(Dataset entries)
····················
// Chassis geometry and native-unit conversion constants
//
// Both groups are derived once from the robot configuration and never change
// afterwards, so the kinematics engine can hold them by value.

use std::f64::consts::PI;

/// Half dimensions of the wheelbase rectangle (wheel contact points)
#[derive(Debug, Clone, Copy, PartialEq)]
pub struct ChassisGeometry {
    pub half_length: f64,
    pub half_width: f64,
}

impl ChassisGeometry {
    /// Build from full wheelbase length (front to rear) and track width (left to right)
    pub fn from_wheelbase(length: f64, track_width: f64) -> Self {
        Self {
            half_length: length / 2.0,
            half_width: track_width / 2.0,
        }
    }
}

/// Scale factors from the normalized math domain to actuator-native units
#[derive(Debug, Clone, Copy, PartialEq)]
pub struct UnitConversion {
    /// Native speed units (encoder ticks per 100 ms) for a normalized speed of 1.0
    pub speed_scale: f64,
    /// Native absolute-position ticks per radian of wheel steering angle
    pub to_position: f64,
}

impl UnitConversion {
    /// `steer_gear_ratio` is motor revolutions per wheel revolution
    pub fn new(speed_scale: f64, steer_pulses_per_rev: f64, steer_gear_ratio: f64) -> Self {
        Self {
            speed_scale,
            to_position: steer_pulses_per_rev * steer_gear_ratio / (2.0 * PI),
        }
    }
}

#[cfg(test)]
mod tests {
    use super::*;

    #[test]
    fn test_half_dimensions() {
        let geometry = ChassisGeometry::from_wheelbase(24.0, 18.0);
        assert_eq!(geometry.half_length, 12.0);
        assert_eq!(geometry.half_width, 9.0);
    }

    #[test]
    fn test_full_turn_is_one_wheel_revolution_of_ticks() {
        // 4096 pulses on the motor, 55.2:1 down to the wheel
        let units = UnitConversion::new(600.0, 4096.0, 55.2);
        let ticks = 2.0 * PI * units.to_position;
        assert!((ticks - 4096.0 * 55.2).abs() < 1e-6);
        assert_eq!(units.speed_scale, 600.0);
    }
}
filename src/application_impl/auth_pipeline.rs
use super::store_guard::bounded;
use super::ReissueProtocol;
use super::session_policy::{SessionPolicy, issue_session};
use crate::application_port::*;
use crate::domain_model::{Principal, TokenCategory, token_signature};
use crate::domain_port::*;
use crate::logger::*;
use chrono::Utc;
use std::sync::Arc;

const BEARER_PREFIX: &str = "Bearer ";

/// Which paths skip verification and which trigger the login/logout stages.
///
/// A public entry ending in `/*` matches every path below it.
#[derive(Debug, Clone)]
pub struct RoutePolicy {
    pub public_paths: Vec<String>,
    pub login_path: String,
    pub logout_path: String,
}

impl RoutePolicy {
    fn is_public(&self, path: &str) -> bool {
        self.public_paths.iter().any(|public| match public.strip_suffix("/*") {
            Some(prefix) => path == prefix || path.starts_with(&format!("{}/", prefix)),
            None => path == public,
        })
    }
}

impl RoutePolicy {
    /// Login and logout must not be public, or their stages never run.
    pub fn validate(&self) -> Result<(), AuthError> {
        for stage_path in [&self.login_path, &self.logout_path] {
            if self.is_public(stage_path) {
                return Err(AuthError::InternalError(format!(
                    "route {} is listed as public",
                    stage_path
                )));
            }
        }
        Ok(())
    }
}

impl Default for RoutePolicy {
    fn default() -> Self {
        Self {
            public_paths: vec!["/".to_string(), "/reissue".to_string()],
            login_path: "/login".to_string(),
            logout_path: "/logout".to_string(),
        }
    }
}

/// Per-request authentication stages, in order: public passthrough, login,
/// access verification, logout. Holds no per-request state.
pub struct AuthPipeline {
    routes: RoutePolicy,
    policy: SessionPolicy,
    token_codec: Arc<dyn TokenCodec>,
    credential_verifier: Arc<dyn CredentialVerifier>,
    refresh_store: Arc<dyn RefreshTokenStore>,
    revocation_list: Option<Arc<dyn RevocationList>>,
    reissue_protocol: ReissueProtocol,
}

impl AuthPipeline {
    pub fn new(
        routes: RoutePolicy,
        policy: SessionPolicy,
        token_codec: Arc<dyn TokenCodec>,
        credential_verifier: Arc<dyn CredentialVerifier>,
        refresh_store: Arc<dyn RefreshTokenStore>,
        revocation_list: Option<Arc<dyn RevocationList>>,
    ) -> Self {
        let reissue_protocol = ReissueProtocol::new(
            token_codec.clone(),
            refresh_store.clone(),
            revocation_list.clone(),
            policy.clone(),
        );
        Self {
            routes,
            policy,
            token_codec,
            credential_verifier,
            refresh_store,
            revocation_list,
            reissue_protocol,
        }
    }
}

#[async_trait::async_trait]
impl AuthService for AuthPipeline {
    fn flow(&self, method: &str, path: &str) -> Flow {
        if self.routes.is_public(path) {
            Flow::PublicExempt
        } else if path == self.routes.login_path && method.eq_ignore_ascii_case("POST") {
            Flow::LoginFlow
        } else if path == self.routes.logout_path && method.eq_ignore_ascii_case("POST") {
            Flow::LogoutFlow
        } else {
            Flow::ProtectedFlow
        }
    }

    async fn login(&self, input: LoginInput) -> Result<SessionTokens, AuthError> {
        let LoginInput { username, password } = input;

        let account = self
            .credential_verifier
            .verify(&username, &password)
            .await
            .inspect_err(|e| warn!(%username, error = %e, "login rejected"))?;

        let tokens = issue_session(
            self.token_codec.as_ref(),
            &account.subject,
            &account.role,
            &self.policy,
        )
        .await?;

        bounded(
            self.policy.store_timeout,
            "refresh.save",
            self.refresh_store.save(
                &account.subject,
                &tokens.refresh_token.0,
                self.policy.refresh_entry_ttl(),
            ),
        )
        .await?;

        info!(subject = %account.subject, "login succeeded");
        Ok(tokens)
    }

    async fn authenticate(
        &self,
        authorization: Option<&str>,
    ) -> Result<Option<Principal>, AuthError> {
        let Some(token) = authorization.and_then(|value| value.strip_prefix(BEARER_PREFIX)) else {
            trace!("no bearer token, continuing unauthenticated");
            return Ok(None);
        };

        let claims = self
            .token_codec
            .verify(token)
            .await
            .inspect_err(|e| debug!(error = %e, "access token rejected"))?;

        if claims.category != TokenCategory::Access {
            debug!(subject = %claims.sub, category = %claims.category, "bearer token is not an access token");
            return Err(AuthError::WrongCategory);
        }

        Ok(Some(Principal {
            subject: claims.sub,
            role: claims.role,
        }))
    }

    async fn logout(&self, refresh_token: Option<&str>) -> Result<(), AuthError> {
        let token = refresh_token.ok_or(AuthError::MissingToken)?;

        let claims = self
            .token_codec
            .verify(token)
            .await
            .inspect_err(|e| warn!(error = %e, "logout with invalid refresh token"))?;

        if claims.category != TokenCategory::Refresh {
            warn!(subject = %claims.sub, "logout with non-refresh token");
            return Err(AuthError::WrongCategory);
        }

        let timeout = self.policy.store_timeout;
        let stored = bounded(timeout, "refresh.get", self.refresh_store.get(&claims.sub)).await?;
        if stored.as_deref() != Some(token) {
            warn!(subject = %claims.sub, "logout with token that is not the live session");
            return Err(AuthError::NotFoundInStore);
        }

        bounded(timeout, "refresh.delete", self.refresh_store.delete(&claims.sub)).await?;

        if let Some(revocation_list) = &self.revocation_list {
            let signature = token_signature(token).ok_or(AuthError::MalformedToken)?;
            let remaining = claims.remaining(Utc::now());
            if !remaining.is_zero() {
                bounded(
                    timeout,
                    "revocation.save",
                    revocation_list.save(signature, &claims.sub, remaining),
                )
                .await?;
            }
        }

        info!(subject = %claims.sub, "logout succeeded");
        Ok(())
    }

    async fn reissue(&self, refresh_token: Option<&str>) -> Result<SessionTokens, AuthError> {
        self.reissue_protocol.reissue(refresh_token).await
    }
}
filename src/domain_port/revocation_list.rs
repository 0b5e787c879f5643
use crate::application_port::AuthError;
use std::time::Duration;

/// Signatures of tokens invalidated before their natural expiry.
#[async_trait::async_trait]
pub trait RevocationList: Send + Sync {
    /// `subject` is kept as the entry value for auditing.
    async fn save(&self, signature: &str, subject: &str, ttl: Duration) -> Result<(), AuthError>;
    async fn exists(&self, signature: &str) -> Result<bool, AuthError>;
}
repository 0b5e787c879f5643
use crate::domain_model::{AccessToken, Principal, RefreshToken};

#[derive(Debug, Clone, PartialEq, Eq, thiserror::Error)]
pub enum AuthError {
    #[error("token missing")]
    MissingToken,
    #[error("token malformed")]
    MalformedToken,
    #[error("token signature invalid")]
    SignatureInvalid,
    #[error("token expired")]
    ExpiredToken,
    #[error("token category mismatch")]
    WrongCategory,
    #[error("token is not a recognized session")]
    NotFoundInStore,
    #[error("token revoked")]
    Revoked,
    #[error("store unavailable: {0}")]
    StoreUnavailable(String),
    #[error("invalid credentials")]
    InvalidCredentials,
    #[error("internal error: {0}")]
    InternalError(String),
}

/// Branch a request takes through the authentication pipeline.
#[derive(Debug, Clone, Copy, PartialEq, Eq)]
pub enum Flow {
    PublicExempt,
    LoginFlow,
    LogoutFlow,
    ProtectedFlow,
}

#[derive(Debug, Clone)]
pub struct LoginInput {
    pub username: String,
    pub password: String,
}

/// Tokens minted for one subject, by login or by reissue.
#[derive(Debug, Clone)]
pub struct SessionTokens {
    pub subject: String,
    pub access_token: AccessToken,
    pub refresh_token: RefreshToken,
}

#[async_trait::async_trait]
pub trait AuthService: Send + Sync {
    /// Classify a request; the first matching stage wins.
    fn flow(&self, method: &str, path: &str) -> Flow;
    async fn login(&self, input: LoginInput) -> Result<SessionTokens, AuthError>;
    /// `Ok(None)` when no bearer token was presented.
    async fn authenticate(&self, authorization: Option<&str>)
    -> Result<Option<Principal>, AuthError>;
    async fn logout(&self, refresh_token: Option<&str>) -> Result<(), AuthError>;
    async fn reissue(&self, refresh_token: Option<&str>) -> Result<SessionTokens, AuthError>;
}
//! Shared doubles for the pipeline and reissue tests.

use super::{JwtHs256Codec, SessionPolicy};
use crate::application_port::{AuthError, TokenCodec};
use crate::domain_model::TokenCategory;
use crate::domain_port::{RefreshTokenStore, RevocationList};
use chrono::Duration;
use std::sync::Arc;
use tokio::sync::Barrier;

pub fn test_codec() -> JwtHs256Codec {
    JwtHs256Codec::new(b"test-signing-key-0123456789abcdef")
}

pub fn test_policy() -> SessionPolicy {
    SessionPolicy {
        store_timeout: std::time::Duration::from_millis(50),
        ..SessionPolicy::default()
    }
}

pub async fn refresh_for(codec: &dyn TokenCodec, subject: &str, ttl: Duration) -> String {
    codec
        .issue(TokenCategory::Refresh, subject, "ROLE_MEMBER", ttl)
        .await
        .unwrap()
}

/// Holds every `get` until `parties` callers have read.
pub struct GatedStore {
    inner: Arc<dyn RefreshTokenStore>,
    barrier: Barrier,
}

impl GatedStore {
    pub fn new(inner: Arc<dyn RefreshTokenStore>, parties: usize) -> Self {
        Self {
            inner,
            barrier: Barrier::new(parties),
        }
    }
}

#[async_trait::async_trait]
impl RefreshTokenStore for GatedStore {
    async fn save(&self, subject: &str, token: &str, ttl: std::time::Duration) -> Result<(), AuthError> {
        self.inner.save(subject, token, ttl).await
    }

    async fn get(&self, subject: &str) -> Result<Option<String>, AuthError> {
        let value = self.inner.get(subject).await?;
        self.barrier.wait().await;
        Ok(value)
    }

    async fn delete(&self, subject: &str) -> Result<bool, AuthError> {
        self.inner.delete(subject).await
    }

    async fn exists(&self, subject: &str) -> Result<bool, AuthError> {
        self.inner.exists(subject).await
    }
}

/// Never answers.
pub struct HangingStore;

#[async_trait::async_trait]
impl RefreshTokenStore for HangingStore {
    async fn save(&self, _: &str, _: &str, _: std::time::Duration) -> Result<(), AuthError> {
        std::future::pending().await
    }

    async fn get(&self, _: &str) -> Result<Option<String>, AuthError> {
        std::future::pending().await
    }

    async fn delete(&self, _: &str) -> Result<bool, AuthError> {
        std::future::pending().await
    }

    async fn exists(&self, _: &str) -> Result<bool, AuthError> {
        std::future::pending().await
    }
}

#[async_trait::async_trait]
impl RevocationList for HangingStore {
    async fn save(&self, _: &str, _: &str, _: std::time::Duration) -> Result<(), AuthError> {
        std::future::pending().await
    }

    async fn exists(&self, _: &str) -> Result<bool, AuthError> {
        std::future::pending().await
    }
}

/// Answers every call with a connection error.
pub struct FailingStore;

fn refused() -> AuthError {
    AuthError::StoreUnavailable("connection refused".to_string())
}

#[async_trait::async_trait]
impl RefreshTokenStore for FailingStore {
    async fn save(&self, _: &str, _: &str, _: std::time::Duration) -> Result<(), AuthError> {
        Err(refused())
    }

    async fn get(&self, _: &str) -> Result<Option<String>, AuthError> {
        Err(refused())
    }

    async fn delete(&self, _: &str) -> Result<bool, AuthError> {
        Err(refused())
    }

    async fn exists(&self, _: &str) -> Result<bool, AuthError> {
        Err(refused())
    }
}

#[async_trait::async_trait]
impl RevocationList for FailingStore {
    async fn save(&self, _: &str, _: &str, _: std::time::Duration) -> Result<(), AuthError> {
        Err(refused())
    }

    async fn exists(&self, _: &str) -> Result<bool, AuthError> {
        Err(refused())
    }
}

/// Reads succeed with nothing revoked; writes fail.
pub struct UnwritableRevocationList;

#[async_trait::async_trait]
impl RevocationList for UnwritableRevocationList {
    async fn save(&self, _: &str, _: &str, _: std::time::Duration) -> Result<(), AuthError> {
        Err(refused())
    }

    async fn exists(&self, _: &str) -> Result<bool, AuthError> {
        Ok(false)
    }
}
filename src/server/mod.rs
mod server;

pub use server::*;
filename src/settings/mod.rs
mod cli;
pub use clap::Parser;
pub use cli::*;

mod settings;
pub use settings::*;
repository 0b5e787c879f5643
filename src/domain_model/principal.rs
use serde::Serialize;

pub const ROLE_MEMBER: &str = "ROLE_MEMBER";
pub const ROLE_ADMIN: &str = "ROLE_ADMIN";

/// Identity attached to a request after its access token verified.
#[derive(Debug, Clone, PartialEq, Eq, Serialize)]
pub struct Principal {
    pub subject: String,
    pub role: String,
}

impl Principal {
    pub fn has_any_role(&self, roles: &[&str]) -> bool {
        roles.iter().any(|role| *role == self.role)
    }
}
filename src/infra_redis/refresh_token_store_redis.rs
use super::ttl_millis;
use crate::application_port::*;
use crate::domain_port::*;
use redis::AsyncCommands;
use redis::aio::ConnectionManager;
use std::time::Duration;

pub struct RedisRefreshTokenStore {
    conn: ConnectionManager,
    prefix: String,
}

impl RedisRefreshTokenStore {
    pub fn new(conn: ConnectionManager, prefix: impl Into<String>) -> Self {
        RedisRefreshTokenStore {
            conn,
            prefix: prefix.into(),
        }
    }

    fn key(&self, subject: &str) -> String {
        format!("{}:refresh:{}", self.prefix, subject)
    }
}

#[async_trait::async_trait]
impl RefreshTokenStore for RedisRefreshTokenStore {
    async fn save(&self, subject: &str, token: &str, ttl: Duration) -> Result<(), AuthError> {
        let key = self.key(subject);
        let mut conn = self.conn.clone();
        let _: () = conn
            .pset_ex(&key, token, ttl_millis(ttl))
            .await
            .map_err(|e| AuthError::StoreUnavailable(e.to_string()))?;
        Ok(())
    }

    async fn get(&self, subject: &str) -> Result<Option<String>, AuthError> {
        let key = self.key(subject);
        let mut conn = self.conn.clone();
        let val: Option<String> = conn
            .get(&key)
            .await
            .map_err(|e| AuthError::StoreUnavailable(e.to_string()))?;
        Ok(val)
    }

    async fn delete(&self, subject: &str) -> Result<bool, AuthError> {
        let key = self.key(subject);
        let mut conn = self.conn.clone();
        let removed: i64 = conn
            .del(&key)
            .await
            .map_err(|e| AuthError::StoreUnavailable(e.to_string()))?;
        Ok(removed > 0)
    }

    async fn exists(&self, subject: &str) -> Result<bool, AuthError> {
        let key = self.key(subject);
        let mut conn = self.conn.clone();
        let found: bool = conn
            .exists(&key)
            .await
            .map_err(|e| AuthError::StoreUnavailable(e.to_string()))?;
        Ok(found)
    }
}
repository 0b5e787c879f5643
use crate::application_port::AuthError;
use crate::logger::*;
use std::future::Future;
use std::time::Duration;

/// Run a store call under a deadline. An elapsed deadline fails closed as
/// `StoreUnavailable`.
pub(crate) async fn bounded<T, F>(timeout: Duration, op: &'static str, call: F) -> Result<T, AuthError>
where
    F: Future<Output = Result<T, AuthError>>,
{
    match tokio::time::timeout(timeout, call).await {
        Ok(Ok(value)) => Ok(value),
        Ok(Err(e)) => {
            error!(op, error = %e, "store call failed");
            Err(match e {
                AuthError::StoreUnavailable(_) => e,
                other => AuthError::StoreUnavailable(other.to_string()),
            })
        }
        Err(_) => {
            error!(op, ?timeout, "store call timed out");
            Err(AuthError::StoreUnavailable(format!("{} timed out", op)))
        }
    }
}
····················
▶ _WHAT IS REQUIRED_:
Check every line of the data for the string "None". Give the number of lines that have it, and only that.

▶ _ANSWER TO THIS PROBLEM_:
3